→ **Work task**
In the entries below, find every line with "from" and copy it.

→ **Data for this task**

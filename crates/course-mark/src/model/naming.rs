use serde::{Deserialize, Serialize};
use std::{cmp::Ordering, fmt::Display};

/// A `<number>-<slug>` name as used by section directories and lesson files.
#[derive(Debug, Clone, PartialEq, Eq, Hash, Serialize, Deserialize)]
pub struct NumberedName {
    pub number: u32,
    pub slug: String,
}

impl NumberedName {
    /// Parses a directory or file name. A trailing `.md` extension is ignored.
    pub fn parse(name: &str) -> Option<NumberedName> {
        let name = name.strip_suffix(".md").unwrap_or(name);
        let (number, slug) = name.split_once('-')?;

        if number.is_empty() || !number.bytes().all(|byte| byte.is_ascii_digit()) {
            return None;
        }

        if slug.is_empty() {
            return None;
        }

        let number = number.parse().ok()?;

        Some(NumberedName {
            number,
            slug: slug.to_string(),
        })
    }
}

impl Display for NumberedName {
    fn fmt(&self, formatter: &mut std::fmt::Formatter<'_>) -> std::fmt::Result {
        write!(formatter, "{:02}-{}", self.number, self.slug)
    }
}

/// Orders items carrying an optional numbered name: numbered items first by number, anything else
/// after, with the raw name as a tie breaker.
pub(crate) fn compare_numbered(
    left: (Option<&NumberedName>, &str),
    right: (Option<&NumberedName>, &str),
) -> Ordering {
    match (left.0, right.0) {
        (Some(a), Some(b)) => a.number.cmp(&b.number).then_with(|| left.1.cmp(right.1)),
        (Some(_), None) => Ordering::Less,
        (None, Some(_)) => Ordering::Greater,
        (None, None) => left.1.cmp(right.1),
    }
}

#[cfg(test)]
mod test {
    use super::*;

    #[test]
    fn parses_section_directory_names() {
        let expected = NumberedName {
            number: 1,
            slug: String::from("use-state"),
        };

        assert_eq!(Some(expected), NumberedName::parse("01-use-state"));
    }

    #[test]
    fn strips_markdown_extension() {
        let expected = NumberedName {
            number: 12,
            slug: String::from("custom-hooks"),
        };

        assert_eq!(Some(expected), NumberedName::parse("12-custom-hooks.md"));
    }

    #[test]
    fn rejects_names_without_a_number() {
        assert_eq!(None, NumberedName::parse("README.md"));
        assert_eq!(None, NumberedName::parse("intro-to-hooks"));
        assert_eq!(None, NumberedName::parse("-intro"));
    }

    #[test]
    fn rejects_names_without_a_slug() {
        assert_eq!(None, NumberedName::parse("01-"));
        assert_eq!(None, NumberedName::parse("01"));
    }

    #[test]
    fn numbered_items_sort_before_unnumbered_ones() {
        let first = NumberedName::parse("02-b");
        let second = NumberedName::parse("10-a");

        assert_eq!(
            Ordering::Less,
            compare_numbered((first.as_ref(), "02-b"), (second.as_ref(), "10-a"))
        );
        assert_eq!(
            Ordering::Less,
            compare_numbered((second.as_ref(), "10-a"), (None, "appendix"))
        );
    }
}
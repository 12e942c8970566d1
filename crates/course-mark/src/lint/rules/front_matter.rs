use crate::{
    cmark::Position,
    corpus::Corpus,
    error::Result,
    lint::{Finding, LintContext, Rule},
    model::FrontMatterState,
};

/// Every lesson carries `source_course` and `source_lesson`, and `source_course` names the course
/// the lesson lives in.
pub struct FrontMatterRule;

impl Rule for FrontMatterRule {
    fn name(&self) -> &str {
        "front-matter"
    }

    fn description(&self) -> &str {
        "lesson front matter is present and matches the containing course"
    }

    fn check(&self, ctx: &LintContext<'_>, corpus: &Corpus) -> Result<Vec<Finding>> {
        let mut findings = Vec::new();

        for (course, _, lesson) in corpus.lessons() {
            let front_matter = match &lesson.front_matter {
                FrontMatterState::Present(front_matter) => front_matter,
                FrontMatterState::Missing => {
                    findings.push(Finding::new(&lesson.path, "lesson has no front matter"));
                    continue;
                }
                FrontMatterState::Invalid { message, line } => {
                    findings.push(
                        Finding::new(&lesson.path, format!("invalid front matter: {message}"))
                            .at(Position {
                                line: *line,
                                column: 0,
                            }),
                    );
                    continue;
                }
            };

            match front_matter.source_course.as_deref().map(str::trim) {
                None | Some("") => {
                    findings.push(Finding::new(
                        &lesson.path,
                        "front matter is missing `source_course`",
                    ));
                }
                Some(source_course) if source_course != course.slug => {
                    findings.push(Finding::new(
                        &lesson.path,
                        format!(
                            "`source_course` is `{source_course}` but the lesson belongs to `{}`",
                            course.slug
                        ),
                    ));
                }
                Some(_) => (),
            }

            match front_matter.source_lesson.as_deref().map(str::trim) {
                None | Some("") => {
                    findings.push(Finding::new(
                        &lesson.path,
                        "front matter is missing `source_lesson`",
                    ));
                }
                Some(source_lesson)
                    if ctx.config.lint.lesson_slug_match && source_lesson != lesson.slug() =>
                {
                    findings.push(Finding::new(
                        &lesson.path,
                        format!(
                            "`source_lesson` is `{source_lesson}` but the file slug is `{}`",
                            lesson.slug()
                        ),
                    ));
                }
                Some(_) => (),
            }
        }

        Ok(findings)
    }
}

#[cfg(test)]
mod test {
    use super::*;
    use crate::{config::Config, lint::rules::fixture::*};

    fn run(config: &Config, source: &str) -> Vec<Finding> {
        let corpus = corpus(vec![course(
            "react/react-hooks-deep-dive",
            None,
            vec![section(
                "react/react-hooks-deep-dive/01-core",
                None,
                vec![lesson(
                    "react/react-hooks-deep-dive/01-core/01-use-state.md",
                    source,
                )],
            )],
        )]);

        check(&FrontMatterRule, config, &corpus)
    }

    #[test]
    fn accepts_matching_front_matter() {
        let findings = run(
            &Config::default(),
            "---\nsource_course: react-hooks-deep-dive\nsource_lesson: state\n---\n# useState",
        );

        assert_eq!(Vec::<Finding>::new(), findings);
    }

    #[test]
    fn reports_missing_front_matter() {
        let findings = run(&Config::default(), "# useState");

        assert_eq!(vec!["lesson has no front matter"], messages(&findings));
    }

    #[test]
    fn reports_course_mismatch() {
        let findings = run(
            &Config::default(),
            "---\nsource_course: react-basics\nsource_lesson: state\n---\n",
        );

        assert_eq!(
            vec!["`source_course` is `react-basics` but the lesson belongs to `react-hooks-deep-dive`"],
            messages(&findings)
        );
    }

    #[test]
    fn reports_missing_keys() {
        let findings = run(&Config::default(), "---\nsource_course: \"\"\n---\n");

        assert_eq!(
            vec![
                "front matter is missing `source_course`",
                "front matter is missing `source_lesson`"
            ],
            messages(&findings)
        );
    }

    #[test]
    fn reports_invalid_front_matter_with_line() {
        let findings = run(&Config::default(), "---\nsource_course react\n---\n");

        assert_eq!(1, findings.len());
        assert_eq!(Some(2), findings[0].position.map(|position| position.line));
    }

    #[test]
    fn checks_lesson_slug_when_enabled() {
        let mut config = Config::default();
        let source = "---\nsource_course: react-hooks-deep-dive\nsource_lesson: state\n---\n";

        assert!(run(&config, source).is_empty());

        config.lint.lesson_slug_match = true;
        assert_eq!(
            vec!["`source_lesson` is `state` but the file slug is `use-state`"],
            messages(&run(&config, source))
        );
    }
}
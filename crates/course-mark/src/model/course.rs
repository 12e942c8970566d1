use anyhow::Context;
use serde::{Deserialize, Serialize};
use std::{
    fs,
    path::{Path, PathBuf},
};
use tracing::{debug, trace};

use crate::{
    config::CorpusConfig,
    corpus::{entries, is_readme, Entry},
    error::Result,
};

use super::{naming::compare_numbered, Challenge, Index, Lesson, NumberedName};

/// A top level learning product, e.g. `react/react-hooks-deep-dive`.
#[derive(Debug, Clone, PartialEq, Eq, Serialize, Deserialize)]
pub struct Course {
    /// The technology directory the course lives in.
    pub tech: String,
    /// The course directory name.
    pub slug: String,
    /// The location of the course relative to the corpus source root.
    pub path: PathBuf,
    /// The course README file, if there is one.
    #[serde(default)]
    pub readme: Option<PathBuf>,
    /// The parsed course README, if there is one.
    pub index: Option<Index>,
    pub sections: Vec<Section>,
    /// Markdown files placed directly in the course directory instead of a section.
    pub stray_files: Vec<PathBuf>,
}

/// A numbered grouping of lessons inside a course.
#[derive(Debug, Clone, PartialEq, Eq, Serialize, Deserialize)]
pub struct Section {
    /// The section directory name.
    pub name: String,
    pub numbered: Option<NumberedName>,
    /// The location of the section relative to the corpus source root.
    pub path: PathBuf,
    /// The section README file, if there is one.
    #[serde(default)]
    pub readme: Option<PathBuf>,
    /// The parsed section README, if there is one.
    pub index: Option<Index>,
    pub lessons: Vec<Lesson>,
}

impl Course {
    pub fn load(
        source_root: impl AsRef<Path>,
        tech: &str,
        path: impl Into<PathBuf>,
        config: &CorpusConfig,
    ) -> Result<Course> {
        let source_root = source_root.as_ref();
        let path = path.into();
        let slug = file_name(&path);

        debug!(course = %path.display(), "loading course");

        let entries = entries(&source_root.join(&path), config)?;
        let readme = find_readme(&entries, &path, config);
        let index = load_index(source_root, readme.as_deref(), config)?;
        let mut sections = Vec::new();
        let mut stray_files = Vec::new();

        for entry in entries {
            match entry {
                Entry::Directory(name) => {
                    sections.push(Section::load(source_root, path.join(name), config)?);
                }
                Entry::File(name) if is_lesson_file(&name, config) => {
                    stray_files.push(path.join(name));
                }
                Entry::File(_) => (),
            }
        }

        sections.sort_by(|a, b| {
            compare_numbered((a.numbered.as_ref(), &a.name), (b.numbered.as_ref(), &b.name))
        });

        Ok(Course {
            tech: tech.to_string(),
            slug,
            path,
            readme,
            index,
            sections,
            stray_files,
        })
    }

    /// The display title: the README heading, falling back to the slug.
    pub fn title(&self) -> &str {
        self.index
            .as_ref()
            .and_then(|index| index.title.as_deref())
            .unwrap_or(&self.slug)
    }

    pub fn emoji(&self) -> Option<&str> {
        self.index.as_ref().and_then(|index| index.emoji.as_deref())
    }

    pub fn declared_lesson_count(&self) -> Option<usize> {
        self.index.as_ref().and_then(|index| index.declared_lesson_count)
    }

    /// Number of lesson files across all sections.
    pub fn lesson_count(&self) -> usize {
        self.sections.iter().map(|section| section.lessons.len()).sum()
    }

    /// The README file, or where it is expected when missing.
    pub fn readme_path(&self, config: &CorpusConfig) -> PathBuf {
        self.readme
            .clone()
            .unwrap_or_else(|| self.path.join(&config.readme))
    }
}

impl Section {
    pub fn load(
        source_root: impl AsRef<Path>,
        path: impl Into<PathBuf>,
        config: &CorpusConfig,
    ) -> Result<Section> {
        let source_root = source_root.as_ref();
        let path = path.into();
        let name = file_name(&path);

        debug!(section = %path.display(), "loading section");

        let entries = entries(&source_root.join(&path), config)?;
        let readme = find_readme(&entries, &path, config);
        let index = load_index(source_root, readme.as_deref(), config)?;
        let mut lessons = Vec::new();

        for entry in entries {
            match entry {
                Entry::File(file) if is_lesson_file(&file, config) => {
                    trace!(lesson = %file, "loading lesson");
                    lessons.push(Lesson::load(source_root, path.join(file))?);
                }
                Entry::File(_) => (),
                Entry::Directory(directory) => {
                    debug!(directory = %directory, section = %path.display(), "ignoring nested directory");
                }
            }
        }

        lessons.sort_by(|a, b| {
            compare_numbered(
                (a.numbered.as_ref(), &a.file_name),
                (b.numbered.as_ref(), &b.file_name),
            )
        });

        Ok(Section {
            numbered: NumberedName::parse(&name),
            name,
            path,
            readme,
            index,
            lessons,
        })
    }

    /// The display title: the README heading, falling back to the directory name.
    pub fn title(&self) -> &str {
        self.index
            .as_ref()
            .and_then(|index| index.title.as_deref())
            .unwrap_or(&self.name)
    }

    pub fn emoji(&self) -> Option<&str> {
        self.index.as_ref().and_then(|index| index.emoji.as_deref())
    }

    pub fn challenges(&self) -> &[Challenge] {
        self.index
            .as_ref()
            .map(|index| index.challenges.as_slice())
            .unwrap_or_default()
    }

    /// The README file, or where it is expected when missing.
    pub fn readme_path(&self, config: &CorpusConfig) -> PathBuf {
        self.readme
            .clone()
            .unwrap_or_else(|| self.path.join(&config.readme))
    }
}

fn file_name(path: &Path) -> String {
    path.file_name()
        .map(|name| name.to_string_lossy().into_owned())
        .unwrap_or_default()
}

fn is_lesson_file(name: &str, config: &CorpusConfig) -> bool {
    name.to_lowercase().ends_with(".md") && !is_readme(name, config)
}

fn find_readme(entries: &[Entry], path: &Path, config: &CorpusConfig) -> Option<PathBuf> {
    entries.iter().find_map(|entry| match entry {
        Entry::File(name) if is_readme(name, config) => Some(path.join(name)),
        _ => None,
    })
}

fn load_index(
    source_root: &Path,
    readme: Option<&Path>,
    config: &CorpusConfig,
) -> Result<Option<Index>> {
    let Some(readme) = readme else {
        return Ok(None);
    };
    let readme_path = source_root.join(readme);

    let source = fs::read_to_string(&readme_path)
        .with_context(|| format!("Failed to open README: {}", readme_path.display()))?;

    Ok(Some(Index::parse(&source, &config.platform_host)))
}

→ **Written response**
            slug: String::from("use-state"),
            slug: String::from("custom-hooks"),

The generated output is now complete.